Merz Neurosciences, a division of Merz North America (U.S. affiliate of the global Merz Pharma Group), today announced the nationwide availability of Xeomin® (incobotulinumtoxinA) in a 200-unit single-dose vial. This new dosage size supports the dosing associated with the recently approved adult upper limb spasticity indication for Xeomin® (incobotulinumtoxinA). Xeomin® (incobotulinumtoxinA) is now available to healthcare providers in the US in three single-dose vial sizes: 50 unit, 100 unit and 200 unit, with the same price per toxin unit for all three sizes. Each vial size has a different color label, stopper and top to promote ease of use.

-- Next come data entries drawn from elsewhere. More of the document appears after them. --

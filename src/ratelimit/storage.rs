//! Counter storage used by the limiters.
//!
//! Limiters never cache state between calls. Every read-modify-write goes
//! through a [`Storage`] implementation, which is responsible for making
//! each single-key operation atomic with respect to concurrent callers.

use std::sync::atomic::{AtomicU64, Ordering};
use std::sync::Arc;

use dashmap::mapref::entry::Entry;
use dashmap::DashMap;
use serde_json::Value;
use tracing::trace;

use crate::clock::Clock;
use crate::error::{Result, TollgateError};

/// Atomic key/value storage with per-key expiry.
///
/// A `ttl_secs` of zero means the entry never expires.
pub trait Storage: Send + Sync {
    /// Atomically add `amount` to the integer at `key` and return the new
    /// value. A missing or expired key starts at zero and receives `ttl_secs`;
    /// an existing key keeps its expiry.
    fn increment(&self, key: &str, amount: i64, ttl_secs: u64) -> Result<i64>;

    /// Read the value at `key`, if present and not expired.
    fn get(&self, key: &str) -> Result<Option<Value>>;

    /// Unconditionally store `value` at `key`.
    fn set(&self, key: &str, value: Value, ttl_secs: u64) -> Result<bool>;

    /// Store `new` only if the live value at `key` equals `expected`
    /// (`None` meaning absent). Returns whether the swap happened.
    fn compare_and_swap(
        &self,
        key: &str,
        expected: Option<&Value>,
        new: Value,
        ttl_secs: u64,
    ) -> Result<bool>;

    /// Remove `key`. Returns whether a live entry was removed.
    fn delete(&self, key: &str) -> Result<bool>;
}

#[derive(Debug, Clone)]
struct StoredEntry {
    value: Value,
    expires_at: Option<i64>,
}

impl StoredEntry {
    fn new(value: Value, now: i64, ttl_secs: u64) -> Self {
        let expires_at = (ttl_secs > 0).then(|| now.saturating_add(ttl_secs as i64));
        Self { value, expires_at }
    }

    fn is_expired(&self, now: i64) -> bool {
        matches!(self.expires_at, Some(at) if at <= now)
    }
}

/// Writes between two sweeps of expired entries.
pub const DEFAULT_PURGE_INTERVAL: u64 = 1_024;

/// In-process storage backed by a sharded concurrent map.
///
/// Each operation locks only the shard owning its key, which gives the
/// per-key atomicity the limiters rely on. Keys that are never read again,
/// such as past fixed windows, are swept every `purge_interval` writes.
pub struct MemoryStorage {
    entries: DashMap<String, StoredEntry>,
    clock: Arc<dyn Clock>,
    writes: AtomicU64,
    purge_interval: u64,
}

impl MemoryStorage {
    /// Create an empty store that evaluates expiry against `clock`.
    pub fn new(clock: Arc<dyn Clock>) -> Self {
        Self {
            entries: DashMap::new(),
            clock,
            writes: AtomicU64::new(0),
            purge_interval: DEFAULT_PURGE_INTERVAL,
        }
    }

    /// Sweep expired entries every `writes` writes. Zero disables sweeping.
    pub fn with_purge_interval(mut self, writes: u64) -> Self {
        self.purge_interval = writes;
        self
    }

    /// Number of stored entries, including ones that expired but were not
    /// yet purged.
    pub fn len(&self) -> usize {
        self.entries.len()
    }

    pub fn is_empty(&self) -> bool {
        self.entries.is_empty()
    }

    /// Drop every expired entry and return how many were removed.
    pub fn purge_expired(&self) -> usize {
        let now = self.clock.now();
        let before = self.entries.len();
        self.entries.retain(|_, entry| !entry.is_expired(now));
        let purged = before.saturating_sub(self.entries.len());
        trace!(purged = purged, "Purged expired entries");
        purged
    }

    /// Remove every entry.
    pub fn clear(&self) {
        self.entries.clear();
    }

    /// Count a write and sweep when the interval comes round. Must be
    /// called before any shard guard is taken.
    fn record_write(&self) {
        if self.purge_interval == 0 {
            return;
        }
        let writes = self.writes.fetch_add(1, Ordering::Relaxed) + 1;
        if writes % self.purge_interval == 0 {
            self.purge_expired();
        }
    }
}

impl Storage for MemoryStorage {
    fn increment(&self, key: &str, amount: i64, ttl_secs: u64) -> Result<i64> {
        self.record_write();
        let now = self.clock.now();
        let mut slot = self
            .entries
            .entry(key.to_string())
            .or_insert_with(|| StoredEntry::new(Value::from(0), now, ttl_secs));

        if slot.is_expired(now) {
            *slot = StoredEntry::new(Value::from(0), now, ttl_secs);
        }

        let current = slot.value.as_i64().ok_or_else(|| {
            TollgateError::Storage(format!("value at '{}' is not an integer", key))
        })?;
        let next = current.saturating_add(amount);
        slot.value = Value::from(next);
        Ok(next)
    }

    fn get(&self, key: &str) -> Result<Option<Value>> {
        let now = self.clock.now();
        match self.entries.get(key) {
            Some(entry) if !entry.is_expired(now) => return Ok(Some(entry.value.clone())),
            Some(_) => {}
            None => return Ok(None),
        }

        self.entries.remove_if(key, |_, entry| entry.is_expired(now));
        Ok(None)
    }

    fn set(&self, key: &str, value: Value, ttl_secs: u64) -> Result<bool> {
        self.record_write();
        let now = self.clock.now();
        self.entries
            .insert(key.to_string(), StoredEntry::new(value, now, ttl_secs));
        Ok(true)
    }

    fn compare_and_swap(
        &self,
        key: &str,
        expected: Option<&Value>,
        new: Value,
        ttl_secs: u64,
    ) -> Result<bool> {
        self.record_write();
        let now = self.clock.now();
        match self.entries.entry(key.to_string()) {
            Entry::Occupied(mut occupied) => {
                let live = if occupied.get().is_expired(now) {
                    None
                } else {
                    Some(&occupied.get().value)
                };
                if live != expected {
                    return Ok(false);
                }
                occupied.insert(StoredEntry::new(new, now, ttl_secs));
                Ok(true)
            }
            Entry::Vacant(vacant) => {
                if expected.is_some() {
                    return Ok(false);
                }
                vacant.insert(StoredEntry::new(new, now, ttl_secs));
                Ok(true)
            }
        }
    }

    fn delete(&self, key: &str) -> Result<bool> {
        let now = self.clock.now();
        Ok(self
            .entries
            .remove(key)
            .map(|(_, entry)| !entry.is_expired(now))
            .unwrap_or(false))
    }
}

In particular, the new 200 unit vial of Xeomin® (incobotulinumtoxinA) offers convenience for treating adult patients with movement disorders such as upper limb spasticity and cervical dystonia. Additionally, Xeomin® (incobotulinumtoxinA) does not require refrigeration prior to reconstitution and unopened vials can be shipped and stored at room temperature for up to 36 months, offering flexible storage options for healthcare practices.

“It is our hope that the availability of multiple vial options for Xeomin® (incobotulinumtoxinA) may minimize dosing waste and reduce patient out-of-pocket costs,“ said Glenn Block, Vice President and US Head of Merz Neurosciences. “The release of our 200-unit single dose vial of Xeomin® (incobotulinumtoxinA) represents Merz’s ongoing committment to improving the experience of movement disorder patients and physicians.“

Xeomin® (incobotulinumtoxinA) is approved by the U.S. FDA for the treatment of adults with upper limb spasticityand cervical dystonia and to treat blepharospasm in adults who have had prior treatment with onabotulinumtoxinA (Botox®). Today, Xeomin® (incobotulinumtoxinA) is available in 49 countries across the globe. Over one million patients worldwide have been treated with Xeomin® (incobotulinumtoxinA).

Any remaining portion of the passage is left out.